EXERCISE |
Please write out the listing beneath this sentence exactly, from its first line to the line with "let Some(mut session)", and stop there.

GIVEN RECORDS |
=== Section Start ===
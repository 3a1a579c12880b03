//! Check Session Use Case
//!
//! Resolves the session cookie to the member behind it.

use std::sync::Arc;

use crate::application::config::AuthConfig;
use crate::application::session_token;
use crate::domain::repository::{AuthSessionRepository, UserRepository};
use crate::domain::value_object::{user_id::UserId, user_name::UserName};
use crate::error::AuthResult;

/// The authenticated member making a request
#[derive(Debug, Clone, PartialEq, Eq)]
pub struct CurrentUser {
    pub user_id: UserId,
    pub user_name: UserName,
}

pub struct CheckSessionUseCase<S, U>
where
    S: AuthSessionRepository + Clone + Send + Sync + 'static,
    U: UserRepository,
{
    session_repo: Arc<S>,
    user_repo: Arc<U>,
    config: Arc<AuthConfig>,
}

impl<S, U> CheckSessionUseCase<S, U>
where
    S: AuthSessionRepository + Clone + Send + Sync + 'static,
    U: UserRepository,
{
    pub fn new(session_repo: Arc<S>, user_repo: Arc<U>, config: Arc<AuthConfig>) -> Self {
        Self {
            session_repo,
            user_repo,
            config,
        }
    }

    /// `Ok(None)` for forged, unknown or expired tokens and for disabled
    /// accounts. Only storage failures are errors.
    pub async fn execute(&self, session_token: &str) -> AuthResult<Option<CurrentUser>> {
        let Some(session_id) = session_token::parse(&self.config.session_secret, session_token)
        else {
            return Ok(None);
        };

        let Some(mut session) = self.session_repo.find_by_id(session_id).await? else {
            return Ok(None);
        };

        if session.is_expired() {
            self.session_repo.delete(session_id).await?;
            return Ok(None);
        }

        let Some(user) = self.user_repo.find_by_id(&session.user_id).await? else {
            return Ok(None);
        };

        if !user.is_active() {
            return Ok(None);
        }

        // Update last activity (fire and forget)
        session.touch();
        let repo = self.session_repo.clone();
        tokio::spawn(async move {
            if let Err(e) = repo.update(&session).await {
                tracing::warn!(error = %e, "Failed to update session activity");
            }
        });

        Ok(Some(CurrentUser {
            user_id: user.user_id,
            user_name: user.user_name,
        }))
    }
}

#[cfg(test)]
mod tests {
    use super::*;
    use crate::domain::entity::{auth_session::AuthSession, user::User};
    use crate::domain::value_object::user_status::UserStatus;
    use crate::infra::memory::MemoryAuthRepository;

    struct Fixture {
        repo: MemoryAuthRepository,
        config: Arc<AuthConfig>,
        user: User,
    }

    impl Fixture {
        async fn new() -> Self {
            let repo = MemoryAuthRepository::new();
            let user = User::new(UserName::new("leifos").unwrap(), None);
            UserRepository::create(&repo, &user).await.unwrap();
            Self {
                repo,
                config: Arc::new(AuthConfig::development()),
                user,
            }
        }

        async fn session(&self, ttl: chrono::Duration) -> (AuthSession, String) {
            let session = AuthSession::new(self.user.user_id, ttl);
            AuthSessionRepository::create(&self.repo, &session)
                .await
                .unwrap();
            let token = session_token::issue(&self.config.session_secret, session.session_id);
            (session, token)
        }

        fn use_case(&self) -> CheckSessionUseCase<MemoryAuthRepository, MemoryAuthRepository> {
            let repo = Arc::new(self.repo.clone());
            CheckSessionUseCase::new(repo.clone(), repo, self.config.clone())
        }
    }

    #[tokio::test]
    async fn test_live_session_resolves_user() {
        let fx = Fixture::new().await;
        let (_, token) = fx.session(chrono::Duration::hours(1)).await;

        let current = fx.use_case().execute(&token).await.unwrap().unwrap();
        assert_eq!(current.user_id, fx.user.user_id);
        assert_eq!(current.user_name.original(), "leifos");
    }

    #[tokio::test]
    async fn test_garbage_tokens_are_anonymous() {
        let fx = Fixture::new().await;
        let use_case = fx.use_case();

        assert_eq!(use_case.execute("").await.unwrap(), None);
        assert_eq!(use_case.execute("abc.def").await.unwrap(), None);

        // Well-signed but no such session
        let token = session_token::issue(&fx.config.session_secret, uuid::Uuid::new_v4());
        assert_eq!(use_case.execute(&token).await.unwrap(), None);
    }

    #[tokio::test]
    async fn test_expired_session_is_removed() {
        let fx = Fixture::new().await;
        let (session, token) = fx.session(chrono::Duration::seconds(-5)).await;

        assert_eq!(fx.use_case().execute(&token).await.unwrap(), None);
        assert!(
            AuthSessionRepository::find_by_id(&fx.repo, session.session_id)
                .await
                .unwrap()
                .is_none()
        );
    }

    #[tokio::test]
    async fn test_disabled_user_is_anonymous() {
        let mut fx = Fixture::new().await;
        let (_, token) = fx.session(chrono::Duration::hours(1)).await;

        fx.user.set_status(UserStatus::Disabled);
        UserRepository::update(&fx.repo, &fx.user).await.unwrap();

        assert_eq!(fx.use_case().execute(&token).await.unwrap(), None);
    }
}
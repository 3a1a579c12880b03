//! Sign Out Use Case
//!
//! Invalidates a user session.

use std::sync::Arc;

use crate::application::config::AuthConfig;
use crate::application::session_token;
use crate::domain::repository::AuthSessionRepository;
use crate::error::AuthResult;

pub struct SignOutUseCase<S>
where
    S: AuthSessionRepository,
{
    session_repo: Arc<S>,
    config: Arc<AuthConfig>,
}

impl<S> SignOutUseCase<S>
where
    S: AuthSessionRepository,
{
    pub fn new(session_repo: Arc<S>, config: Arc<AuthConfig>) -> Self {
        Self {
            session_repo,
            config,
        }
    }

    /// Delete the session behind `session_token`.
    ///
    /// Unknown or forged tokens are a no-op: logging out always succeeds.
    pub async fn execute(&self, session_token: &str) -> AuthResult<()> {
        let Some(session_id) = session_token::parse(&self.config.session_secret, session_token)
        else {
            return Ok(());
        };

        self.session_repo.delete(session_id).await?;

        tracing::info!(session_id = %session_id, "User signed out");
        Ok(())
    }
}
=== Section End ===
RESPONSE AREA |
repository 3a1a579c12880b03
//! Check Session Use Case
//!
//! Resolves the session cookie to the member behind it.

use std::sync::Arc;

use crate::application::config::AuthConfig;
use crate::application::session_token;
use crate::domain::repository::{AuthSessionRepository, UserRepository};
use crate::domain::value_object::{user_id::UserId, user_name::UserName};
use crate::error::AuthResult;

/// The authenticated member making a request
#[derive(Debug, Clone, PartialEq, Eq)]
pub struct CurrentUser {
    pub user_id: UserId,
    pub user_name: UserName,
}

pub struct CheckSessionUseCase<S, U>
where
    S: AuthSessionRepository + Clone + Send + Sync + 'static,
    U: UserRepository,
{
    session_repo: Arc<S>,
    user_repo: Arc<U>,
    config: Arc<AuthConfig>,
}

impl<S, U> CheckSessionUseCase<S, U>
where
    S: AuthSessionRepository + Clone + Send + Sync + 'static,
    U: UserRepository,
{
    pub fn new(session_repo: Arc<S>, user_repo: Arc<U>, config: Arc<AuthConfig>) -> Self {
        Self {
            session_repo,
            user_repo,
            config,
        }
    }

    /// `Ok(None)` for forged, unknown or expired tokens and for disabled
    /// accounts. Only storage failures are errors.
    pub async fn execute(&self, session_token: &str) -> AuthResult<Option<CurrentUser>> {
        let Some(session_id) = session_token::parse(&self.config.session_secret, session_token)
        else {
            return Ok(None);
        };

        let Some(mut session) = self.session_repo.find_by_id(session_id).await? else {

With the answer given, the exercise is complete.